Available data:

//! Still-frame encoding.
//!
//! The preview is shown mirrored, so the stored photo is flipped
//! horizontally to match what the user saw.

use std::io::Cursor;

use base64::engine::general_purpose::STANDARD;
use base64::Engine as _;
use image::codecs::jpeg::JpegEncoder;
use image::{imageops, DynamicImage, ImageEncoder, RgbaImage};

use crate::error::CaptureError;

/// Raw RGBA video frame.
#[derive(Clone, PartialEq, Eq)]
pub struct Frame {
    pub width: u32,
    pub height: u32,
    pub rgba: Vec<u8>,
}

impl std::fmt::Debug for Frame {
    fn fmt(&self, f: &mut std::fmt::Formatter<'_>) -> std::fmt::Result {
        f.debug_struct("Frame")
            .field("width", &self.width)
            .field("height", &self.height)
            .field("bytes", &self.rgba.len())
            .finish()
    }
}

impl Frame {
    pub fn new(width: u32, height: u32, rgba: Vec<u8>) -> Self {
        Self { width, height, rgba }
    }

    /// A horizontal red-to-blue gradient, handy for synthetic cameras.
    pub fn gradient(width: u32, height: u32) -> Self {
        let mut rgba = Vec::with_capacity(width as usize * height as usize * 4);
        for _y in 0..height {
            for x in 0..width {
                let t = if width > 1 { x * 255 / (width - 1) } else { 0 };
                rgba.extend_from_slice(&[(255 - t) as u8, 64, t as u8, 255]);
            }
        }
        Self { width, height, rgba }
    }

    pub fn has_dimensions(&self) -> bool {
        self.width > 0 && self.height > 0
    }
}

/// Mirror `frame` horizontally and encode it as JPEG at `quality` (1..=100).
pub fn encode_mirrored_jpeg(frame: &Frame, quality: u8) -> Result<Vec<u8>, CaptureError> {
    if !frame.has_dimensions() {
        return Err(CaptureError::Encode("frame has zero dimensions".into()));
    }
    let img = RgbaImage::from_raw(frame.width, frame.height, frame.rgba.clone())
        .ok_or_else(|| CaptureError::Encode("pixel buffer shorter than dimensions".into()))?;

    let mirrored = imageops::flip_horizontal(&img);
    let rgb = DynamicImage::ImageRgba8(mirrored).to_rgb8();

    let mut out = Cursor::new(Vec::new());
    JpegEncoder::new_with_quality(&mut out, quality.clamp(1, 100))
        .write_image(
            rgb.as_raw(),
            rgb.width(),
            rgb.height(),
            image::ExtendedColorType::Rgb8,
        )
        .map_err(|e| CaptureError::Encode(e.to_string()))?;
    Ok(out.into_inner())
}

/// `data:image/jpeg;base64,...` for preview and the local cache slot.
pub fn to_data_url(jpeg: &[u8]) -> String {
    format!("data:image/jpeg;base64,{}", STANDARD.encode(jpeg))
}

#[cfg(test)]
mod tests {
    use super::*;

    #[test]
    fn encodes_jpeg_with_soi_marker() {
        let jpeg = encode_mirrored_jpeg(&Frame::gradient(32, 24), 80).unwrap();
        assert_eq!(&jpeg[..2], &[0xFF, 0xD8]);
    }

    #[test]
    fn output_is_mirrored() {
        let frame = Frame::gradient(64, 8);
        let jpeg = encode_mirrored_jpeg(&frame, 95).unwrap();
        let decoded = image::load_from_memory(&jpeg).unwrap().to_rgb8();
        // The source is red on the left and blue on the right.
        let left = decoded.get_pixel(1, 4);
        let right = decoded.get_pixel(62, 4);
        assert!(left[2] > left[0], "left edge should be blue after mirroring");
        assert!(right[0] > right[2], "right edge should be red after mirroring");
    }

    #[test]
    fn gradient_covers_every_pixel() {
        let frame = Frame::gradient(3, 2);
        assert_eq!(frame.rgba.len(), 3 * 2 * 4);
        assert_eq!(&frame.rgba[..4], &[255, 64, 0, 255]);
        assert_eq!(&frame.rgba[8..12], &[0, 64, 255, 255]);
    }

    #[test]
    fn zero_dimensions_rejected() {
        let err = encode_mirrored_jpeg(&Frame::new(0, 0, Vec::new()), 80).unwrap_err();
        assert!(matches!(err, CaptureError::Encode(_)));
    }

    #[test]
    fn short_buffer_rejected() {
        let err = encode_mirrored_jpeg(&Frame::new(4, 4, vec![0; 10]), 80).unwrap_err();
        assert!(matches!(err, CaptureError::Encode(_)));
    }

    #[test]
    fn data_url_prefix() {
        assert!(to_data_url(&[1, 2, 3]).starts_with("data:image/jpeg;base64,AQID"));
    }
}
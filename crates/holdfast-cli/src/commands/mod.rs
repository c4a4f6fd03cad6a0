pub mod config;
pub mod photos;
pub mod simulate;
pub mod task;

/// Build the single-threaded runtime async commands block on.
pub(crate) fn runtime() -> std::io::Result<tokio::runtime::Runtime> {
    tokio::runtime::Builder::new_current_thread()
        .enable_all()
        .build()
}
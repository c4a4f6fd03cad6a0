//! Scripted gesture run against in-memory collaborators.
//!
//! Time is virtual: the driver is advanced straight to each scripted instant,
//! so a fifteen-second run finishes immediately. Events print as JSON lines.

use std::sync::Arc;

use clap::Args;
use holdfast_core::capture::FrameCache;
use holdfast_core::events::Event;
use holdfast_core::memory::{MemoryStore, SyntheticCamera};
use holdfast_core::timer::now_ms;
use holdfast_core::{Collaborators, Config, CoreSettings, Database, HabitCore, ImageTransform, Task};

#[derive(Args)]
pub struct SimulateArgs {
    /// Task ID to press
    #[arg(long, default_value = "read")]
    task: String,
    /// Task title, used as the transform context
    #[arg(long, default_value = "Read")]
    title: String,
    /// Release the press this many ms after it starts (omit to hold)
    #[arg(long)]
    release_at: Option<u64>,
    /// Total simulated duration in ms
    #[arg(long, default_value = "15000")]
    run_for: u64,
    /// Refuse camera access
    #[arg(long)]
    deny_camera: bool,
    /// Make the photo upload fail
    #[arg(long)]
    fail_upload: bool,
    /// Run the punishment transform after a successful upload
    #[arg(long)]
    transform: bool,
    /// Start the task as already done today
    #[arg(long)]
    done: bool,
    /// Cache captured photos in the local database, stamped with wall-clock time
    #[arg(long)]
    persist: bool,
}

pub fn run(args: SimulateArgs) -> Result<(), Box<dyn std::error::Error>> {
    let config = Config::load()?;
    let mut task = Task::new(args.task.as_str(), args.title.as_str());
    if args.done {
        task = task.completed();
    }

    let store = Arc::new(MemoryStore::with_tasks(vec![task]));
    store.fail_store(args.fail_upload);
    let camera = Arc::new(SyntheticCamera::default());
    camera.deny(args.deny_camera);

    let (base, cache) = if args.persist {
        let db: Arc<dyn FrameCache> = Arc::new(Database::open()?);
        (now_ms(), Some(db))
    } else {
        (0, None)
    };

    let deps = Collaborators {
        tasks: store.clone(),
        blobs: store.clone(),
        camera: camera.clone(),
        transform: if args.transform {
            Some(store.clone() as Arc<dyn ImageTransform>)
        } else {
            None
        },
        cache,
    };
    let mut core = HabitCore::new(CoreSettings::from(&config), deps, base);

    super::runtime()?.block_on(async move {
        let mut events = core.refresh().await?;
        events.extend(core.press_start(args.task.as_str(), base));
        if let Some(release) = args.release_at.filter(|r| *r < args.run_for) {
            events.extend(core.advance_to(base + release).await);
            events.extend(core.press_end(base + release));
        }
        events.extend(core.advance_to(base + args.run_for).await);
        if core.popup().is_some() {
            events.extend(core.close_popup());
        }
        core.dispose();
        print_events(&events)
    })
}

fn print_events(events: &[Event]) -> Result<(), Box<dyn std::error::Error>> {
    for event in events {
        println!("{}", serde_json::to_string(event)?);
    }
    Ok(())
}
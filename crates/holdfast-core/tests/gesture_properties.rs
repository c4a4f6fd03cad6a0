//! Timing properties of the commitment gesture.

use holdfast_core::gesture::{GestureConfig, GestureOutput, GesturePhase, GestureStateMachine};
use holdfast_core::timer::TimerQueue;
use holdfast_core::TaskId;
use proptest::prelude::*;
use proptest::test_runner::Config;

/// Fire every due timer up to `until_ms`, collecting outputs with their time.
/// Also checks that progress stays within bounds and at most one timer runs.
fn drive(
    m: &mut GestureStateMachine,
    q: &mut TimerQueue,
    until_ms: u64,
) -> Vec<(u64, GestureOutput)> {
    let mut out = Vec::new();
    while let Some(fired) = q.pop_due(until_ms) {
        if let Some(o) = m.on_timer(q, fired.id, fired.at_ms) {
            out.push((fired.at_ms, o));
        }
        assert!((0.0..=100.0).contains(&m.progress()));
        assert!(q.active_count() <= 1);
    }
    out
}

fn panics(outputs: &[(u64, GestureOutput)]) -> Vec<u64> {
    outputs
        .iter()
        .filter(|(_, o)| matches!(o, GestureOutput::Panic(_)))
        .map(|(t, _)| *t)
        .collect()
}

proptest! {
    #![proptest_config(Config::with_cases(256))]

    #[test]
    fn early_release_depletes_by_release_plus_decay(hold in 0_u64..5_000) {
        let mut q = TimerQueue::new();
        let mut m = GestureStateMachine::default();
        m.press_start(&mut q, TaskId::from("read"), false, 0);
        drive(&mut m, &mut q, hold);
        let reached = m.progress();
        m.press_end(&mut q, hold);

        let out = drive(&mut m, &mut q, hold + 10_000);
        let fired = panics(&out);
        prop_assert_eq!(fired.len(), 1);
        prop_assert!(fired[0] <= hold + 2_500);
        if reached > 0.0 {
            prop_assert_eq!(fired[0], hold + 2_500);
        }
        prop_assert_eq!(q.active_count(), 0);
    }

    #[test]
    fn sustained_hold_commits_exactly_once(hold in 5_000_u64..20_000) {
        let mut q = TimerQueue::new();
        let mut m = GestureStateMachine::default();
        m.press_start(&mut q, TaskId::from("water"), false, 0);
        let out = drive(&mut m, &mut q, hold);

        let commits: Vec<_> = out
            .iter()
            .filter(|(_, o)| matches!(o, GestureOutput::Committed(_)))
            .collect();
        prop_assert_eq!(commits.len(), 1);
        prop_assert_eq!(commits[0].0, 5_000);
        prop_assert_eq!(m.phase(), GesturePhase::Idle);
        prop_assert!(m.press_end(&mut q, hold).is_none());
        prop_assert!(panics(&drive(&mut m, &mut q, hold + 5_000)).is_empty());
    }

    #[test]
    fn any_tick_lands_commit_and_panic_on_window_end(
        tick in 1_u64..800,
        hold in 0_u64..5_000,
    ) {
        let cfg = GestureConfig { tick_ms: tick, ..GestureConfig::default() };

        let mut q = TimerQueue::new();
        let mut m = GestureStateMachine::new(cfg.clone());
        m.press_start(&mut q, TaskId::from("water"), false, 0);
        let commits: Vec<u64> = drive(&mut m, &mut q, 20_000)
            .iter()
            .filter(|(_, o)| matches!(o, GestureOutput::Committed(_)))
            .map(|(t, _)| *t)
            .collect();
        prop_assert_eq!(commits, vec![5_000]);

        let mut q = TimerQueue::new();
        let mut m = GestureStateMachine::new(cfg);
        m.press_start(&mut q, TaskId::from("read"), false, 0);
        drive(&mut m, &mut q, hold);
        let reached = m.progress();
        m.press_end(&mut q, hold);
        let fired = panics(&drive(&mut m, &mut q, hold + 10_000));
        prop_assert_eq!(fired.len(), 1);
        prop_assert!(fired[0] <= hold + 2_500);
        if reached > 0.0 {
            prop_assert_eq!(fired[0], hold + 2_500);
        }
    }

    #[test]
    fn presses_never_leave_two_timers(
        ops in proptest::collection::vec((0_u64..400, 0_u8..3, any::<bool>()), 1..40)
    ) {
        let mut q = TimerQueue::new();
        let mut m = GestureStateMachine::default();
        let mut now = 0;
        for (gap, task, press) in ops {
            now += gap;
            drive(&mut m, &mut q, now);
            if press {
                m.press_start(&mut q, TaskId::new(format!("t{task}")), false, now);
            } else {
                m.press_end(&mut q, now);
            }
            prop_assert!(q.active_count() <= 1);
            prop_assert_eq!(m.is_ticking(&q), q.active_count() == 1);
        }
        m.dispose(&mut q);
        prop_assert_eq!(q.active_count(), 0);
    }
}

#[test]
fn fresh_press_does_not_resume_decay() {
    let mut q = TimerQueue::new();
    let mut m = GestureStateMachine::default();
    m.press_start(&mut q, "a".into(), false, 0);
    drive(&mut m, &mut q, 2_000);
    m.press_end(&mut q, 2_000);
    drive(&mut m, &mut q, 2_500);
    assert!(m.progress() > 0.0);

    m.press_start(&mut q, "a".into(), false, 2_500);
    assert_eq!(m.progress(), 0.0);
    let out = drive(&mut m, &mut q, 7_500);
    assert!(matches!(out.as_slice(), [(7_500, GestureOutput::Committed(_))]));
}
impl PanicCoordinator {
    pub fn new(capture_config: CaptureConfig, upload_config: UploadConfig) -> Self {
        Self {
            capture_config,
            upload_config,
            transform_enabled: false,
            popup: None,
        }
    }

    /// Request a punishment transform after every successful upload.
    pub fn with_transform(mut self, enabled: bool) -> Self {
        self.transform_enabled = enabled;
        self
    }

    // ── Queries ──────────────────────────────────────────────────────

    pub fn popup(&self) -> Option<&PanicPopup> {
        self.popup.as_ref()
    }

    pub fn is_open(&self) -> bool {
        self.popup.is_some()
    }

    fn current(&mut self, session_id: Uuid) -> Option<&mut PanicPopup> {
        self.popup
            .as_mut()
            .filter(|p| p.session_id() == session_id)
    }

    // ── Commands ─────────────────────────────────────────────────────

    /// Open a popup for `task_id`. An open popup is disposed first so the
    /// camera only ever has one owner.
    pub fn open(
        &mut self,
        timers: &mut TimerQueue,
        task_id: TaskId,
        title: String,
        now_ms: u64,
    ) -> (Vec<Event>, StreamRequest) {
        let events = self.close(timers, now_ms);
        let capture = CaptureSession::new(self.capture_config.clone());
        let request = StreamRequest {
            session_id: capture.id(),
            constraints: capture.constraints(),
        };
        tracing::info!(task = %task_id, session = %request.session_id, "panic popup opened");
        self.popup = Some(PanicPopup {
            task_id,
            title,
            capture,
            upload: None,
            punishment_url: None,
        });
        (events, request)
    }

    /// Continuation of the camera request.
    pub fn bind_stream(
        &mut self,
        timers: &mut TimerQueue,
        session_id: Uuid,
        result: Result<Box<dyn MediaStream>, CaptureError>,
        now_ms: u64,
    ) -> Vec<Event> {
        let Some(popup) = self.current(session_id) else {
            if let Ok(mut stream) = result {
                let tracks = stream.stop_tracks();
                tracing::debug!(session = %session_id, tracks, "stream granted after close, stopped");
            }
            return Vec::new();
        };

        match popup.capture.bind_stream(timers, result, now_ms) {
            Ok(()) if popup.capture.phase() == CapturePhase::Live => vec![Event::CameraLive {
                session_id,
                caption: popup.capture.caption().unwrap_or_default().to_string(),
                at: at(now_ms),
            }],
            Ok(()) => Vec::new(),
            Err(err) => vec![Event::CameraFailed {
                session_id,
                message: popup
                    .capture
                    .error()
                    .map(str::to_string)
                    .unwrap_or_else(|| err.to_string()),
                at: at(now_ms),
            }],
        }
    }

    /// Route a fired timer to the open popup. `None` if neither its capture
    /// nor its upload owns the timer.
    pub fn on_timer(&mut self, timers: &mut TimerQueue, id: TimerId, now_ms: u64) -> Option<Step> {
        let popup = self.popup.as_mut()?;
        let session_id = popup.session_id();

        if popup.capture.owns_timer(id) {
            let step = popup.capture.on_timer(timers, id)?;
            let mut out = capture_step(session_id, step, popup.capture.config().jpeg_quality, now_ms);
            out.events.insert(
                0,
                Event::CaptionHidden {
                    session_id,
                    at: at(now_ms),
                },
            );
            return Some(out);
        }

        let close = popup.upload.as_mut().is_some_and(|u| u.on_timer(id));
        if close {
            return Some(Step::events(self.close(timers, now_ms)));
        }
        None
    }

    /// Manual capture path. Subject to the same guards as the auto timer.
    pub fn capture_now(&mut self, timers: &mut TimerQueue, now_ms: u64) -> Step {
        let Some(popup) = self.popup.as_mut() else {
            return Step::default();
        };
        let session_id = popup.session_id();
        let quality = popup.capture.config().jpeg_quality;
        let step = popup.capture.begin_capture(timers);
        capture_step(session_id, step, quality, now_ms)
    }

    /// Continuation of the encode step: cache the photo, then start the one
    /// upload this session gets.
    pub fn finish_encode(
        &mut self,
        session_id: Uuid,
        encoded: Result<Vec<u8>, CaptureError>,
        cache: Option<&dyn FrameCache>,
        now_ms: u64,
    ) -> Step {
        let bucket = self.upload_config.bucket.clone();
        let upload_config = self.upload_config.clone();
        let Some(popup) = self.current(session_id) else {
            tracing::debug!(session = %session_id, "encode finished after close, dropped");
            return Step::default();
        };

        let (bytes, cache_key) = match popup.capture.finish_capture(encoded, cache, now_ms) {
            Ok(image) => (image.jpeg.clone(), image.cache_key.clone()),
            Err(err) => {
                let message = popup
                    .capture
                    .error()
                    .map(str::to_string)
                    .unwrap_or_else(|| err.to_string());
                return Step::events(vec![Event::CameraFailed {
                    session_id,
                    message,
                    at: at(now_ms),
                }]);
            }
        };

        let mut events = vec![Event::PhotoCaptured {
            session_id,
            bytes: bytes.len(),
            cache_key: cache_key.unwrap_or_default(),
            at: at(now_ms),
        }];

        let upload = popup.upload.get_or_insert_with(|| UploadCoordinator::new(upload_config));
        if let Err(err) = upload.begin() {
            tracing::warn!(session = %session_id, error = %err, "upload not started");
            return Step::events(events);
        }
        events.push(Event::UploadStarted {
            session_id,
            at: at(now_ms),
        });
        Step {
            events,
            follow_up: Some(FollowUp::Store(StoreRequest {
                session_id,
                bytes,
                bucket,
            })),
        }
    }

    /// Continuation of the blob store call.
    pub fn finish_store(
        &mut self,
        timers: &mut TimerQueue,
        session_id: Uuid,
        result: Result<StoreReceipt, RemoteError>,
        now_ms: u64,
    ) -> Step {
        let transform_enabled = self.transform_enabled;
        let Some(popup) = self.current(session_id) else {
            tracing::debug!(session = %session_id, "upload finished after close, dropped");
            return Step::default();
        };
        let Some(upload) = popup.upload.as_mut() else {
            return Step::default();
        };

        let job = upload.finish(timers, result, now_ms).clone();
        match job.status {
            UploadStatus::Success => {
                let url = job.location.unwrap_or_default();
                let follow_up = (transform_enabled && !url.is_empty()).then(|| {
                    FollowUp::Transform(TransformRequest {
                        session_id,
                        image_url: url.clone(),
                        context: popup.title.clone(),
                    })
                });
                Step {
                    events: vec![Event::UploadSucceeded {
                        session_id,
                        url,
                        at: at(now_ms),
                    }],
                    follow_up,
                }
            }
            UploadStatus::Error => Step::events(vec![Event::UploadFailed {
                session_id,
                message: job.error_message.unwrap_or_default(),
                at: at(now_ms),
            }]),
            UploadStatus::Idle | UploadStatus::Uploading => Step::default(),
        }
    }

    /// Continuation of the punishment transform. Never touches the upload
    /// state or the scheduled close.
    pub fn finish_transform(
        &mut self,
        session_id: Uuid,
        result: Result<String, RemoteError>,
        now_ms: u64,
    ) -> Step {
        let event = match result {
            Ok(url) => {
                if let Some(popup) = self.current(session_id) {
                    popup.punishment_url = Some(url.clone());
                }
                tracing::info!(session = %session_id, %url, "punishment image ready");
                Event::PunishmentReady {
                    session_id,
                    url,
                    at: at(now_ms),
                }
            }
            Err(err) => {
                tracing::warn!(session = %session_id, error = %err, "punishment transform failed");
                Event::PunishmentFailed {
                    session_id,
                    message: err.to_string(),
                    at: at(now_ms),
                }
            }
        };
        Step::events(vec![event])
    }

    /// Close the open popup, if any. The only way out after a failed upload.
    pub fn close(&mut self, timers: &mut TimerQueue, now_ms: u64) -> Vec<Event> {
        let Some(mut popup) = self.popup.take() else {
            return Vec::new();
        };
        popup.dispose(timers);
        tracing::info!(session = %popup.session_id(), task = %popup.task_id, "panic popup closed");
        vec![Event::PopupClosed {
            session_id: popup.session_id(),
            task_id: popup.task_id,
            at: at(now_ms),
        }]
    }

    pub fn dispose(&mut self, timers: &mut TimerQueue) {
        if let Some(mut popup) = self.popup.take() {
            popup.dispose(timers);
        }
    }
}

fn capture_step(session_id: Uuid, step: CaptureStep, quality: u8, now_ms: u64) -> Step {
    match step {
        CaptureStep::Skipped(reason) => Step::events(vec![Event::CaptureSkipped {
            session_id,
            reason: reason.to_string(),
            at: at(now_ms),
        }]),
        CaptureStep::Frame(frame) => Step {
            events: Vec::new(),
            follow_up: Some(FollowUp::Encode(EncodeRequest {
                session_id,
                frame,
                quality,
            })),
        },
    }
}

Task description:
Transcribe, word for word, the data above from its first line through the line with "let mut rgba", and include nothing else.

Solution:
//! Still-frame encoding.
//!
//! The preview is shown mirrored, so the stored photo is flipped
//! horizontally to match what the user saw.

use std::io::Cursor;

use base64::engine::general_purpose::STANDARD;
use base64::Engine as _;
use image::codecs::jpeg::JpegEncoder;
use image::{imageops, DynamicImage, ImageEncoder, RgbaImage};

use crate::error::CaptureError;

/// Raw RGBA video frame.
#[derive(Clone, PartialEq, Eq)]
pub struct Frame {
    pub width: u32,
    pub height: u32,
    pub rgba: Vec<u8>,
}

impl std::fmt::Debug for Frame {
    fn fmt(&self, f: &mut std::fmt::Formatter<'_>) -> std::fmt::Result {
        f.debug_struct("Frame")
            .field("width", &self.width)
            .field("height", &self.height)
            .field("bytes", &self.rgba.len())
            .finish()
    }
}

impl Frame {
    pub fn new(width: u32, height: u32, rgba: Vec<u8>) -> Self {
        Self { width, height, rgba }
    }

    /// A horizontal red-to-blue gradient, handy for synthetic cameras.
    pub fn gradient(width: u32, height: u32) -> Self {
        let mut rgba = Vec::with_capacity(width as usize * height as usize * 4);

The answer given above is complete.